Machine learning is a branch of computer science that lends itself to applications as wide ranging as detecting credit card fraud, filtering unwanted e-mail and processing genetic data.
The students attended the Machine Learning Summer School, which was held in North America for the first time since researchers in Europe and Australia launched the program in 2002.
The summer school was a collaborative effort between the Toyota Technological Institute at Chicago and the University’s Computer Science Department. A branch of Japan’s Toyota Technological Institute, TTI-Chicago specializes in graduate instruction and basic research in computer science.
“It’s unique, at least inside the United States, as far as getting experts from a lot of different areas to come to the same place and talk to the same students,” said summer school organizer John Langford, a Research Assistant Professor at TTI-Chicago.
The Machine Learning Summer School coincided with two weeklong workshops at TTI-Chicago that brought in approximately 50 experts to exchange ideas with local specialists in the related field of learning theory, especially as it pertains to the evolution of language. Both machine learning and learning theory share many common mathematical foundations, said Partha Niyogi, Professor in Computer Science, Statistics and the Physical Sciences Collegiate Division.
Both the Machine Learning Summer School and the workshops in learning theory culminate the three-month Program in Learning Theory and Related Areas, which researchers at TTI-Chicago and in the Computer Science Department organize.
Machine learning is a growing segment of artificial intelligence that involves teaching a computer to learn from experience to perform tasks that a human could not do or that a human could do, but a machine could do at a much lower cost. A typical example from the business world would be teaching a computer to detect credit card fraud.
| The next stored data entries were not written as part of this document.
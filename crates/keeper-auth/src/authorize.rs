//! Authorization URL construction
//!
//! Builds the authorization-code request the user's browser is sent to. The
//! `state` parameter is an opaque value the caller generates for CSRF
//! protection; the authorization server returns it unchanged in the callback.

use base64::Engine;
use base64::engine::general_purpose::URL_SAFE_NO_PAD;
use rand::RngExt;
use url::Url;

use crate::options::ClientOptions;
use crate::realm::RealmDescriptor;

/// Generate a random OAuth `state` value (32 bytes, URL-safe base64, no padding).
pub fn generate_state() -> String {
    let mut bytes = [0u8; 32];
    rand::rng().fill(&mut bytes);
    URL_SAFE_NO_PAD.encode(bytes)
}

/// `{token-service}/auth?response_type=code&client_id=..&state=..&scope=..&redirect_uri=..`
///
/// Scope is `offline_access` for offline clients and `openid` otherwise.
pub fn build_authorization_url(
    realm: &RealmDescriptor,
    options: &ClientOptions,
    redirect_uri: &str,
    state: &str,
) -> Url {
    let mut url = realm.authorize_endpoint();
    url.query_pairs_mut()
        .append_pair("response_type", "code")
        .append_pair("client_id", &options.client_id)
        .append_pair("state", state)
        .append_pair("scope", options.scope())
        .append_pair("redirect_uri", redirect_uri);
    url
}

#[cfg(test)]
mod tests {
    use super::*;

    fn realm() -> RealmDescriptor {
        RealmDescriptor::new(
            "https://login.example/auth/realms/x/protocol/openid-connect",
            None,
        )
        .unwrap()
    }

    #[test]
    fn url_starts_with_token_service_and_orders_params() {
        let options = ClientOptions::new("keeper-web", "s3cret");
        let url = build_authorization_url(&realm(), &options, "http://cb", "s1").to_string();

        assert!(
            url.starts_with("https://login.example/auth/realms/x/protocol/openid-connect"),
            "got: {url}"
        );
        assert!(
            url.contains("response_type=code&client_id=keeper-web&state=s1"),
            "got: {url}"
        );
        assert!(url.contains("scope=offline_access"));
        assert!(url.contains("redirect_uri=http%3A%2F%2Fcb"));
    }

    #[test]
    fn online_client_requests_openid_scope() {
        let options = ClientOptions::new("keeper-web", "s3cret").offline(false);
        let url = build_authorization_url(&realm(), &options, "http://cb", "s1");
        let scope = url
            .query_pairs()
            .find(|(k, _)| k == "scope")
            .map(|(_, v)| v.into_owned());
        assert_eq!(scope.as_deref(), Some("openid"));
    }

    #[test]
    fn secret_never_appears_in_url() {
        let options = ClientOptions::new("keeper-web", "s3cret");
        let url = build_authorization_url(&realm(), &options, "http://cb", "s1");
        assert!(!url.as_str().contains("s3cret"));
    }

    #[test]
    fn states_are_url_safe_and_unique() {
        let a = generate_state();
        let b = generate_state();
        assert_ne!(a, b);
        assert_eq!(a.len(), 43);
        assert!(
            a.chars()
                .all(|c| c.is_ascii_alphanumeric() || c == '-' || c == '_'),
            "state must be URL-safe: {a}"
        );
    }
}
“It’s very difficult to detect fraud as it happens because you’re seeing millions of transactions per day. You can’t really have a human sort through them very well,” Langford said. But a computer can be rapidly taught to detect fraud using far more examples than a human could ever become familiar with in a lifetime.
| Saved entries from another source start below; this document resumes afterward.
//! Configuration types and loading
//!
//! Config precedence: CLI args > env vars > config file > defaults.
//! The client secret is loaded from KEEPER_CLIENT_SECRET or client_secret_file,
//! never stored in the TOML directly to avoid leaking secrets.

use common::Secret;
use keeper_auth::{ClientOptions, DEFAULT_ENDPOINT};
use serde::Deserialize;
use std::path::{Path, PathBuf};

pub const SECRET_ENV: &str = "KEEPER_CLIENT_SECRET";

/// Root configuration
#[derive(Debug, Deserialize)]
pub struct Config {
    #[serde(default = "default_endpoint")]
    pub endpoint: String,
    /// Log at debug level unless LOG_LEVEL / RUST_LOG say otherwise
    #[serde(default)]
    pub debug: bool,
    /// Where credentials are loaded from and persisted to
    #[serde(default = "default_credentials_file")]
    pub credentials_file: PathBuf,
    pub client: ClientConfig,
}

/// OAuth client registration
#[derive(Debug, Deserialize)]
pub struct ClientConfig {
    pub client_id: String,
    #[serde(default = "default_offline")]
    pub offline: bool,
    #[serde(skip)]
    pub client_secret: Option<Secret<String>>,
    /// Path to a file containing the secret (alternative to KEEPER_CLIENT_SECRET)
    #[serde(default)]
    pub client_secret_file: Option<PathBuf>,
    pub redirect_uri: String,
}

fn default_endpoint() -> String {
    DEFAULT_ENDPOINT.to_owned()
}

fn default_credentials_file() -> PathBuf {
    PathBuf::from("keeper-credentials.json")
}

fn default_offline() -> bool {
    true
}

impl Config {
    /// Load configuration from a TOML file, then overlay environment variables.
    ///
    /// Client secret resolution order:
    /// 1. KEEPER_CLIENT_SECRET env var
    /// 2. client_secret_file path from config
    pub fn load(path: &Path) -> common::Result<Self> {
        let mut config = Self::load_endpoint_only(path)?;

        if config.client.client_id.trim().is_empty() {
            return Err(common::Error::Config("client.client_id must not be empty".into()));
        }

        if let Ok(secret) = std::env::var(SECRET_ENV) {
            config.client.client_secret = Some(Secret::new(secret));
        } else if let Some(ref secret_file) = config.client.client_secret_file {
            let secret = std::fs::read_to_string(secret_file)
                .map_err(|e| common::Error::io(secret_file, e))?;
            let secret = secret.trim().to_owned();
            if !secret.is_empty() {
                config.client.client_secret = Some(Secret::new(secret));
            }
        }

        match config.client.client_secret {
            Some(ref secret) if !secret.is_blank() => Ok(config),
            _ => Err(common::Error::MissingSecret),
        }
    }

    /// Parse and validate the endpoint only. Client registration and secret
    /// are left unchecked, for commands that never authenticate.
    pub fn load_endpoint_only(path: &Path) -> common::Result<Self> {
        let contents = std::fs::read_to_string(path).map_err(|e| common::Error::io(path, e))?;
        let config: Config = toml::from_str(&contents)?;

        if !config.endpoint.starts_with("http://") && !config.endpoint.starts_with("https://") {
            return Err(common::Error::Config(format!(
                "endpoint must start with http:// or https://, got: {}",
                config.endpoint
            )));
        }
        Ok(config)
    }

    /// Resolve config file path from CLI arg or KEEPER_CONFIG env var.
    pub fn resolve_path(cli_path: Option<&str>) -> PathBuf {
        if let Some(p) = cli_path {
            return PathBuf::from(p);
        }
        if let Ok(p) = std::env::var("KEEPER_CONFIG") {
            return PathBuf::from(p);
        }
        PathBuf::from("keeper.toml")
    }

    /// SDK client options. `load` guarantees the secret is present.
    pub fn client_options(&self) -> ClientOptions {
        let secret = self.client.client_secret.clone().unwrap_or_else(|| Secret::new(String::new()));
        ClientOptions::new(self.client.client_id.clone(), secret).offline(self.client.offline)
    }
}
The Program in Learning Theory and Related Areas, which began in March, grew out of one of the first major collaborations between the University’s Computer Science Department and TTI-Chicago. Even before TTI-Chicago formally opened its offices in the University Press building in September 2003, Niyogi and Stephen Smale, a Professor at TTI-Chicago, received a $2.2 million National Science Foundation grant to study learning theory. They organized the special program and workshops on learning theory under the auspices of that grant.
Like machine learning, learning theory stands at the crossroads of multiple disciplines. The one-week learning theory workshop, which ended Friday, May 20, brought together statisticians, mathematicians and computer scientists to discuss mathematical aspects of learning theory. A central focus was on the relation between statistical learning and a subfield of applied mathematics and computer science called function approximation.
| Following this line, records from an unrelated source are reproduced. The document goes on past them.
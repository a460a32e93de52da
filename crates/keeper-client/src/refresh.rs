//! Eager background token refresh
//!
//! A `RefreshScheduler` keeps at most one delayed refresh per client.
//! Scheduling again replaces the pending one. Cancellation only interrupts
//! the wait: once the timer has fired, the refresh runs to completion so a
//! token issued by the server is never dropped on the floor.

use std::sync::{Arc, Mutex, MutexGuard, PoisonError};
use std::time::Duration;

use keeper_auth::now_millis;
use tokio::sync::oneshot;
use tokio::task::JoinHandle;
use tracing::{debug, info, warn};

use crate::client::KeeperClient;
use crate::metrics::RefreshTrigger;

struct PendingRefresh {
    /// Dropping the sender cancels a refresh that has not fired yet.
    _cancel: oneshot::Sender<()>,
    handle: JoinHandle<()>,
}

/// Single cancellable delayed refresh for one client.
pub struct RefreshScheduler {
    client: Arc<KeeperClient>,
    pending: Mutex<Option<PendingRefresh>>,
}

impl RefreshScheduler {
    pub fn new(client: Arc<KeeperClient>) -> Self {
        Self {
            client,
            pending: Mutex::new(None),
        }
    }

    /// Refresh after `delay`, replacing any refresh already scheduled.
    pub fn schedule(&self, delay: Duration) {
        let (cancel, cancelled) = oneshot::channel::<()>();
        let client = self.client.clone();
        let handle = tokio::spawn(async move {
            tokio::select! {
                () = tokio::time::sleep(delay) => {}
                _ = cancelled => {
                    debug!("scheduled refresh cancelled");
                    return;
                }
            }
            match client.refresh_with_trigger(RefreshTrigger::Scheduled).await {
                Ok(credentials) => {
                    info!(expires_in = credentials.expires_in, "scheduled token refresh succeeded");
                }
                Err(e) => {
                    warn!(error = %e, "scheduled token refresh failed");
                }
            }
        });

        let previous = self.lock().replace(PendingRefresh {
            _cancel: cancel,
            handle,
        });
        if previous.is_some() {
            debug!("replaced pending scheduled refresh");
        }
        debug!(delay_secs = delay.as_secs(), "token refresh scheduled");
    }

    /// Schedule a refresh `margin` before the current access token expires.
    ///
    /// Returns the delay used, or `None` when the client holds no credentials.
    pub async fn schedule_before_expiry(&self, margin: Duration) -> Option<Duration> {
        let credentials = self.client.credentials().await?;
        let remaining = Duration::from_millis(credentials.remaining_millis(now_millis()));
        let delay = remaining.saturating_sub(margin);
        self.schedule(delay);
        Some(delay)
    }

    /// Drop the pending refresh if it has not fired. Returns whether one was pending.
    pub fn cancel(&self) -> bool {
        match self.lock().take() {
            Some(pending) => !pending.handle.is_finished(),
            None => false,
        }
    }

    /// Whether a scheduled refresh is waiting or running.
    pub fn is_pending(&self) -> bool {
        self.lock()
            .as_ref()
            .is_some_and(|pending| !pending.handle.is_finished())
    }

    fn lock(&self) -> MutexGuard<'_, Option<PendingRefresh>> {
        self.pending.lock().unwrap_or_else(PoisonError::into_inner)
    }
}

impl Drop for RefreshScheduler {
    fn drop(&mut self) {
        self.cancel();
    }
}

#[cfg(test)]
mod tests {
    use super::*;
    use crate::client::tests::{client, credentials, expired};
    use serde_json::json;
    use transport::ScriptedTransport;

    fn token_body(access: &str) -> serde_json::Value {
        json!({"access_token": access, "expires_in": 3600, "token_type": "bearer"})
    }

    #[tokio::test(start_paused = true)]
    async fn fires_after_delay() {
        let transport = Arc::new(ScriptedTransport::new());
        transport.push_json(200, token_body("at_scheduled"));
        let client = Arc::new(client(&transport, true, Some(expired("at_old"))));
        let scheduler = RefreshScheduler::new(client.clone());

        scheduler.schedule(Duration::from_secs(30));
        assert!(scheduler.is_pending());

        tokio::time::sleep(Duration::from_secs(29)).await;
        assert_eq!(transport.request_count(), 0);

        tokio::time::sleep(Duration::from_secs(2)).await;
        assert_eq!(transport.request_count(), 1);
        assert_eq!(client.credentials().await.unwrap().access_token, "at_scheduled");
        assert!(!scheduler.is_pending());
    }

    #[tokio::test(start_paused = true)]
    async fn rescheduling_replaces_pending_refresh() {
        let transport = Arc::new(ScriptedTransport::new());
        transport.push_json(200, token_body("at_new"));
        let client = Arc::new(client(&transport, true, Some(expired("at_old"))));
        let scheduler = RefreshScheduler::new(client);

        scheduler.schedule(Duration::from_secs(60));
        scheduler.schedule(Duration::from_secs(10));

        tokio::time::sleep(Duration::from_secs(11)).await;
        assert_eq!(transport.request_count(), 1);

        tokio::time::sleep(Duration::from_secs(60)).await;
        assert_eq!(transport.request_count(), 1, "replaced refresh must not fire");
    }

    #[tokio::test(start_paused = true)]
    async fn cancel_stops_pending_refresh() {
        let transport = Arc::new(ScriptedTransport::new());
        let client = Arc::new(client(&transport, true, Some(expired("at_old"))));
        let scheduler = RefreshScheduler::new(client);

        scheduler.schedule(Duration::from_secs(5));
        assert!(scheduler.cancel());
        assert!(!scheduler.cancel());

        tokio::time::sleep(Duration::from_secs(10)).await;
        assert_eq!(transport.request_count(), 0);
    }

    #[tokio::test(start_paused = true)]
    async fn dropping_scheduler_cancels() {
        let transport = Arc::new(ScriptedTransport::new());
        let client = Arc::new(client(&transport, true, Some(expired("at_old"))));

        let scheduler = RefreshScheduler::new(client);
        scheduler.schedule(Duration::from_secs(5));
        drop(scheduler);

        tokio::time::sleep(Duration::from_secs(10)).await;
        assert_eq!(transport.request_count(), 0);
    }

    #[tokio::test(start_paused = true)]
    async fn schedule_before_expiry_subtracts_margin() {
        let transport = Arc::new(ScriptedTransport::new());
        let creds = credentials("at", Some("rt"), Some(now_millis() + 100_000));
        let client = Arc::new(client(&transport, true, Some(creds)));
        let scheduler = RefreshScheduler::new(client);

        let delay = scheduler
            .schedule_before_expiry(Duration::from_secs(30))
            .await
            .unwrap();
        assert!(delay <= Duration::from_secs(70), "got {delay:?}");
        assert!(delay > Duration::from_secs(69), "got {delay:?}");
        scheduler.cancel();
    }

    #[tokio::test(start_paused = true)]
    async fn schedule_before_expiry_without_credentials_is_noop() {
        let transport = Arc::new(ScriptedTransport::new());
        let scheduler = RefreshScheduler::new(Arc::new(client(&transport, true, None)));

        assert!(scheduler.schedule_before_expiry(Duration::from_secs(30)).await.is_none());
        assert!(!scheduler.is_pending());
    }

    #[tokio::test(start_paused = true)]
    async fn failed_scheduled_refresh_is_logged_not_fatal() {
        let transport = Arc::new(ScriptedTransport::new());
        transport.push_json(400, json!({"error": "invalid_grant"}));
        let client = Arc::new(client(&transport, true, Some(expired("at_old"))));
        let scheduler = RefreshScheduler::new(client.clone());

        scheduler.schedule(Duration::from_secs(1));
        tokio::time::sleep(Duration::from_secs(2)).await;

        assert_eq!(transport.request_count(), 1);
        assert_eq!(client.credentials().await.unwrap().access_token, "at_old");
    }
}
The learning theory workshop that ended Friday, May 27, explored the evolutionary dynamics of learning, especially as it applies to language and language evolution. “The idea was to explore the ways in which learning and evolution manifest themselves in language, culture and biology,” Niyogi said.
Learning theorists are attempting to understand the basic principles that describe how people or computers infer new knowledge from the facts at their disposal.
Evolutionary theorists have produced mathematical systems that show how gene sequences of organisms change from generation to generation and how biological diversity arises according to the laws of genetics. Learning theorists, meanwhile, look for the mathematical properties of evolutionary processes, where the mode of transmission is learning rather than inheritance.
“A classic example of that is language evolution,” Niyogi said. “Languages are transmitted from parents to children, much like genes are transmitted, except that in the process of language you don’t really inherit the language of your parents in the way you inherit their genes. You actually have to learn their language not just from data provided by them, but also data provided by many other language users in the community in which you are immersed.”
The fields of learning theory and machine learning have different roots, but the Chicago events exemplify some of their growing common interests. “The communities are mixing to a greater and greater extent,” Langford said.